Step 204: inputting the multiple introduction-word segmentations to a preset theme generation model, and obtaining the painting theme words.

The preset theme generation model refers to a model for outputting corresponding theme words based on a segmented text. The preset theme generation model may be a document theme generation model such as Latent Dirichlet Allocation (LDA) or TextRank.

After obtaining multiple introduction-word segmentations, the multiple introduction-word segmentations may be input to the preset theme generation model, thereby obtaining the painting theme words. Taking LDA as an example, one specific process of obtaining the painting theme words is described hereinafter.

In a specific implementation of the present disclosure, the above step 204 may include:

Sub-step S1: determining the number of themes, a first hyperparameter and a second hyperparameter.

In one embodiment of the present disclosure, a proper number of themes, the first hyperparameter and the second hyperparameter may be selected in advance by a business person. Specifically, for the selected number of themes, specific values of the first hyperparameter and the second hyperparameter may be determined according to service requirements and are not limited herein.

For example, a proper number of themes is selected to be K, hyperparameter vectors are {right arrow over (α)} and {circumflex over (λ)} (the parameters herein will be used in the following formulas for calculations).

After determining the number of themes, the first hyperparameter and the second hyperparameter, sub-step S2 is performed.

Sub-step S2: according to the number of themes, randomly assigning a theme index to each introduction-word segmentation.

After obtaining the number of themes, each theme is corresponding to a theme index.

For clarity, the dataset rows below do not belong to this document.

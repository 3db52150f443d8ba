pub mod acpi;
pub mod dmi;

use crate::sysfs::SysfsRoot;

/// Everything looked up once before a device is attached.
#[derive(Debug, Clone)]
pub struct SystemInfo {
    pub dmi: dmi::DmiInfo,
    pub acpi_devices: Vec<acpi::AcpiDevice>,
}

impl SystemInfo {
    pub fn detect(sysfs: &SysfsRoot) -> Self {
        Self {
            dmi: dmi::DmiInfo::detect(sysfs),
            acpi_devices: acpi::scan(sysfs),
        }
    }

    /// Pick the device to attach: the named one if given, otherwise the
    /// first present device in match order.
    pub fn select_device(&self, name: Option<&str>) -> Option<&acpi::AcpiDevice> {
        match name {
            Some(name) => self.acpi_devices.iter().find(|d| d.name == name),
            None => self
                .acpi_devices
                .iter()
                .find(|d| d.is_present())
                .or_else(|| self.acpi_devices.first()),
        }
    }
}
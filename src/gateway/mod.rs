//! Single-shot calls into firmware control methods.
//!
//! A [`MethodTransport`] evaluates a named method with one integer argument
//! and hands back whatever object the firmware produced. [`Gateway`] sits on
//! top and reduces every outcome to either a 32-bit integer or a
//! [`GatewayError`]. Nothing here retries.

pub mod acpi_call;
pub mod table;

use crate::error::GatewayError;
use std::fmt;

pub use acpi_call::AcpiCallTransport;
pub use table::TableTransport;

/// Object returned by a firmware method.
#[derive(Debug, Clone, PartialEq, Eq)]
pub enum AcpiObject {
    Integer(u64),
    String(String),
    Buffer(Vec<u8>),
    Package(Vec<AcpiObject>),
}

impl AcpiObject {
    pub fn type_name(&self) -> &'static str {
        match self {
            AcpiObject::Integer(_) => "integer",
            AcpiObject::String(_) => "string",
            AcpiObject::Buffer(_) => "buffer",
            AcpiObject::Package(_) => "package",
        }
    }
}

/// The opaque call primitive.
///
/// `Ok(None)` means the call completed but produced no object. `Err`
/// carries the status text the firmware interface reported.
pub trait MethodTransport: Send + Sync + fmt::Debug {
    /// Whether there is a device handle to evaluate methods against.
    fn is_bound(&self) -> bool;

    fn evaluate(&self, method: &str, arg: u32) -> Result<Option<AcpiObject>, String>;
}

impl<T: MethodTransport + ?Sized> MethodTransport for std::sync::Arc<T> {
    fn is_bound(&self) -> bool {
        (**self).is_bound()
    }

    fn evaluate(&self, method: &str, arg: u32) -> Result<Option<AcpiObject>, String> {
        (**self).evaluate(method, arg)
    }
}

#[derive(Debug)]
pub struct Gateway {
    transport: Box<dyn MethodTransport>,
}

impl Gateway {
    pub fn new(transport: impl MethodTransport + 'static) -> Self {
        Self {
            transport: Box::new(transport),
        }
    }

    pub fn from_boxed(transport: Box<dyn MethodTransport>) -> Self {
        Self { transport }
    }

    /// Evaluate `method(arg)` and return its integer result.
    ///
    /// Integers wider than 32 bits are truncated.
    pub fn invoke(&self, method: &str, arg: u32) -> Result<u32, GatewayError> {
        if method.is_empty() || !method.is_ascii() {
            return Err(GatewayError::InvalidArgument(format!(
                "bad method name {:?}",
                method
            )));
        }
        if !self.transport.is_bound() {
            return Err(GatewayError::InvalidArgument(
                "no device handle".to_string(),
            ));
        }

        let result = match self.transport.evaluate(method, arg) {
            Ok(Some(AcpiObject::Integer(value))) => Ok(value as u32),
            Ok(Some(other)) => Err(GatewayError::TypeMismatch {
                method: method.to_string(),
                found: other.type_name(),
            }),
            Ok(None) => Err(GatewayError::NoResponse {
                method: method.to_string(),
            }),
            Err(status) => Err(GatewayError::TransportFailure {
                method: method.to_string(),
                status,
            }),
        };

        match &result {
            Ok(value) => tracing::trace!("{}({:#x}) = {:#x}", method, arg, value),
            Err(e) => tracing::debug!("{}({:#x}): {}", method, arg, e),
        }
        result
    }
}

After obtaining the theme index of each theme, a theme index may be randomly assigned to each introduction-word segmentation of the painting brief introduction information. For example, a theme index Z is randomly assigned to each introduction-word segmentation of the painting brief introduction information in a data table.

After randomly assigning a theme index to each introduction-word segmentation according to the number of themes, sub-step S3 is performed.

Sub-step S3: calculating a theme distribution probability of the painting brief introduction information based on the first hyperparameter.

After randomly assigning a theme index to each introduction-word segmentation, the theme distribution probability of the painting brief introduction information may be calculated based on the first hyperparameter through the following formula (1):


βl=Dirichlet({right arrow over (α)})  (1)

In the above formula (1), {right arrow over (α)} is the first hyperparameter and βl is the theme distribution probability of the painting brief introduction information.

Sub-step S4: calculating a theme word distribution probability of each introduction-word segmentation based on the second hyperparameter.

After assigning a theme index to each introduction-word segmentation, in combination with the second hyperparameter, the theme word distribution probability corresponding to the theme index assigned to each introduction-word segmentation may be calculated through the following formula (2):


ηk=Dirichlet({right arrow over (λ)})  (2)

In the above formula (2), {right arrow over (λ)} is the second hyperparameter, and ηk is the theme word distribution probability.

Sub-step S5: updating the theme index of each introduction-word segmentation with Gibbs sampling formula, and repeatedly performing the sub-step S3 and the sub-step S4.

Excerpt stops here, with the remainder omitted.